Big Pharma is having a Big Tobacco moment as litigation over opioids attracts star lawyers and a growing list of states and local governments seeking their own multibillion-dollar payout to deal with costs of a burgeoning drug epidemic.
On Tuesday, South Carolina became the sixth state to sue opioid makers, alleging they have created a public health crisis. The suit filed by Joe Rice, a plaintiff lawyer who helped negotiate a $246 billion settlement with the tobacco industry in 1998, suggests states are laying the groundwork to force a resolution that provides billions of dollars to cover the costs of an epidemic blamed for 62 deaths per day.
“The more states they have signed up, the bigger their hammer when it comes time to decide who should be on the settlement negotiating committee,” said David Logan, a Roger Williams University law professor.
Legal action tied to opioids is increasing at the same time that lawmakers are seeking more funding to defray costs tied to abuse, addiction and overdoses. Last week, President Donald Trump said he’s ready to declare a national emergency, which would clear the way for extra funding and government authority to address the wave of drug-related deaths. The administration gave no timetable for when the declaration would be signed.
In response to South Carolina’s lawsuit, Purdue Pharma spokesman John Puskar said Tuesday that while the company denies the allegations, it shares the state’s “concerns about the opioid crisis.”
“We are committed to working collaboratively to find solutions,” Puskar said.
More than 22,000 Americans died from prescription opioid overdoses in the U.S. in 2015, an increase from 19,000 the year before, according to the Centers for Disease Control and Prevention.
A study in the October issue of Medical Care journal puts the economic cost of opioid overdose, abuse and dependence at $78.5 billion. Health care accounts for about a third of that cost while expenses for lost productivity in nonfatal cases add another $20 billion, according to the journal published by Wolters Kluwer.

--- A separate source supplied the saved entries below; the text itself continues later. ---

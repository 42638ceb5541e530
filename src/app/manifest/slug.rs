//! Slug derivation for manifest directory names
//!
//! A display name becomes a slug in three steps:
//!
//! 1. snake-case it: split on anything that is not alphanumeric and on case
//!    boundaries (`fooBar`, `HTMLParser`), lowercase, join with `_`
//! 2. fold every word to plain ASCII (accents stripped)
//! 3. collapse the first `_s_` into `s_`, so `Bob's Sword` gives `bobs_sword`
//!    instead of `bob_s_sword`

use rslug::slugify;

use crate::app::hash::IdHash;

/// Snake-case a display name, keeping non-ASCII letters as they are
pub fn snake_case(name: &str) -> String {
    let chars: Vec<char> = name.chars().collect();
    let mut words: Vec<String> = Vec::new();
    let mut current = String::new();

    for (i, &c) in chars.iter().enumerate() {
        if !c.is_alphanumeric() {
            flush(&mut words, &mut current);
            continue;
        }

        if let Some(prev) = current.chars().last() {
            let lower_to_upper = (prev.is_lowercase() || prev.is_numeric()) && c.is_uppercase();
            let acronym_end = prev.is_uppercase()
                && c.is_uppercase()
                && chars.get(i + 1).is_some_and(|next| next.is_lowercase());
            if lower_to_upper || acronym_end {
                flush(&mut words, &mut current);
            }
        }

        current.push(c);
    }
    flush(&mut words, &mut current);

    words.join("_")
}

fn flush(words: &mut Vec<String>, current: &mut String) {
    if !current.is_empty() {
        words.push(current.to_lowercase());
        current.clear();
    }
}

/// Strip accents from a snake-cased name, word by word
pub fn fold_ascii(snake: &str) -> String {
    snake
        .split('_')
        .map(|word| slugify!(word).replace('-', "_"))
        .filter(|word| !word.is_empty())
        .collect::<Vec<_>>()
        .join("_")
}

/// Full slug for a display name
///
/// # Examples
///
/// ```rust
/// use gear_sync::app::manifest::slugify_name;
///
/// assert_eq!(slugify_name("Bob's Sword"), "bobs_sword");
/// assert_eq!(slugify_name("Café Noir"), "cafe_noir");
/// ```
pub fn slugify_name(name: &str) -> String {
    fold_ascii(&snake_case(name)).replacen("_s_", "s_", 1)
}

/// Directory name for an item: `<slug>_<hash>`
///
/// A name with no sluggable characters still gets the separator, giving
/// `_<hash>`.
pub fn directory_name(name: &str, hash: &IdHash) -> String {
    format!("{}_{}", slugify_name(name), hash)
}
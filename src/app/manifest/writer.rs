//! Manifest persistence
//!
//! Every write replaces the whole file; nothing from a previous manifest is
//! merged in. Writes are atomic so a concurrent index build never reads half
//! a manifest.

use std::path::{Path, PathBuf};

use tokio::fs;
use tracing::debug;

use crate::app::atomic_write::write_atomic;
use crate::app::models::Item;
use crate::errors::{ManifestError, ManifestResult};

use super::types::{ManifestDocument, ManifestPath};

/// Writes item manifests into the sharded store
#[derive(Debug, Clone)]
pub struct ManifestWriter {
    root: PathBuf,
}

impl ManifestWriter {
    /// Create a writer for the store rooted at `root`
    pub fn new(root: impl Into<PathBuf>) -> Self {
        Self { root: root.into() }
    }

    /// Manifest tree root
    pub fn root(&self) -> &Path {
        &self.root
    }

    /// Where the manifest for `item` lives
    pub fn manifest_path(&self, item: &Item) -> PathBuf {
        ManifestPath::for_item(item).file_under(&self.root)
    }

    /// Write (or overwrite) the manifest for an item
    ///
    /// Returns the path written.
    ///
    /// # Errors
    ///
    /// Returns `ManifestError` if the directory cannot be created, the document
    /// cannot be serialized, or the file cannot be written.
    pub async fn write(&self, item: &Item) -> ManifestResult<PathBuf> {
        let location = ManifestPath::for_item(item);
        let dir = location.dir_under(&self.root);
        let final_path = location.file_under(&self.root);

        fs::create_dir_all(&dir)
            .await
            .map_err(|source| ManifestError::CreateDir {
                path: dir.clone(),
                source,
            })?;

        let body = ManifestDocument::from(item).to_yaml()?;

        write_atomic(&final_path, body.as_bytes())
            .await
            .map_err(|source| ManifestError::Write {
                path: final_path.clone(),
                source,
            })?;

        debug!("Wrote manifest for {} to {}", item.id, final_path.display());
        Ok(final_path)
    }
}

#[cfg(test)]
mod tests {
    use super::*;
    use chrono::{TimeZone, Utc};
    use tempfile::TempDir;

    fn item(id: u64, name: &str, on_sale: bool) -> Item {
        Item {
            id,
            name: name.to_string(),
            description: "A gear".to_string(),
            on_sale,
            created: Utc.with_ymd_and_hms(2009, 1, 1, 0, 0, 0).unwrap(),
            updated: Utc.with_ymd_and_hms(2010, 1, 1, 0, 0, 0).unwrap(),
        }
    }

    #[tokio::test]
    async fn test_write_creates_sharded_layout() {
        let temp_dir = TempDir::new().unwrap();
        let writer = ManifestWriter::new(temp_dir.path().join("gears"));

        let path = writer.write(&item(1, "Bob's Sword", true)).await.unwrap();
        assert_eq!(
            path,
            temp_dir
                .path()
                .join("gears/b/bobs_sword_6b86b273/manifest.yaml")
        );

        let body = std::fs::read_to_string(&path).unwrap();
        assert!(body.contains("name: Bob's Sword"));
        assert!(body.contains("- Onsale"));
        assert_eq!(std::fs::read_dir(path.parent().unwrap()).unwrap().count(), 1);
    }

    #[tokio::test]
    async fn test_rewrite_is_byte_identical() {
        let temp_dir = TempDir::new().unwrap();
        let writer = ManifestWriter::new(temp_dir.path());
        let gear = item(77, "Linked Sword", false);

        let path = writer.write(&gear).await.unwrap();
        let first = std::fs::read(&path).unwrap();
        writer.write(&gear).await.unwrap();
        let second = std::fs::read(&path).unwrap();

        assert_eq!(first, second);
    }

    #[tokio::test]
    async fn test_write_overwrites_without_merging() {
        let temp_dir = TempDir::new().unwrap();
        let writer = ManifestWriter::new(temp_dir.path());

        let path = writer.write(&item(5, "Sword", true)).await.unwrap();
        std::fs::write(&path, "id: 5\ntags:\n- Custom\n").unwrap();
        writer.write(&item(5, "Sword", false)).await.unwrap();

        let body = std::fs::read_to_string(&path).unwrap();
        assert!(!body.contains("Custom"));
        assert!(body.contains("- Offsale"));
    }

    #[tokio::test]
    async fn test_distinct_ids_get_distinct_paths() {
        let temp_dir = TempDir::new().unwrap();
        let writer = ManifestWriter::new(temp_dir.path());

        let a = writer.write(&item(100, "Sword", true)).await.unwrap();
        let b = writer.write(&item(101, "Sword", true)).await.unwrap();
        assert_ne!(a, b);
        assert!(a.exists() && b.exists());
    }

    #[tokio::test]
    async fn test_unwritable_root_is_error() {
        let temp_dir = TempDir::new().unwrap();
        let blocked = temp_dir.path().join("blocked");
        std::fs::write(&blocked, "file").unwrap();
        let writer = ManifestWriter::new(&blocked);

        let result = writer.write(&item(1, "Sword", true)).await;
        assert!(matches!(result, Err(ManifestError::CreateDir { .. })));
    }
}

South Carolina’s complaint follows similar filings by New Hampshire, Ohio, Missouri, Oklahoma and Mississippi. Drugmakers are also facing more than a dozen other complaints filed by counties and cities accusing them of downplaying the addiction risks and overstating the effectiveness of powerful painkillers.
“If they can get 14 or 15 states to file against the drugmakers, that will put stress on the companies, cost-wise, to defend these suits all over the country,” said Carl Tobias, who teaches product-liability law at the University of Richmond in Virginia. “That will give them incentive to talk rather than fight.”
Even more important than the states are the lawyers behind the complaints, a dream team composed of plaintiff attorneys who successfully sued Big Tobacco including Rice, Steve Berman, and ex-Mississippi Attorney General Michael Moore.
The lawyers are likely taking the cases on contingency, which means they only get paid if they win in court and recover money for the states or they settle the cases.
While it’s too early to quantify a dollar amount needed to fully compensate states, Anthony Sabino, a law professor at St. John’s University in New York, said he could foresee a “low double-digit billion settlement.”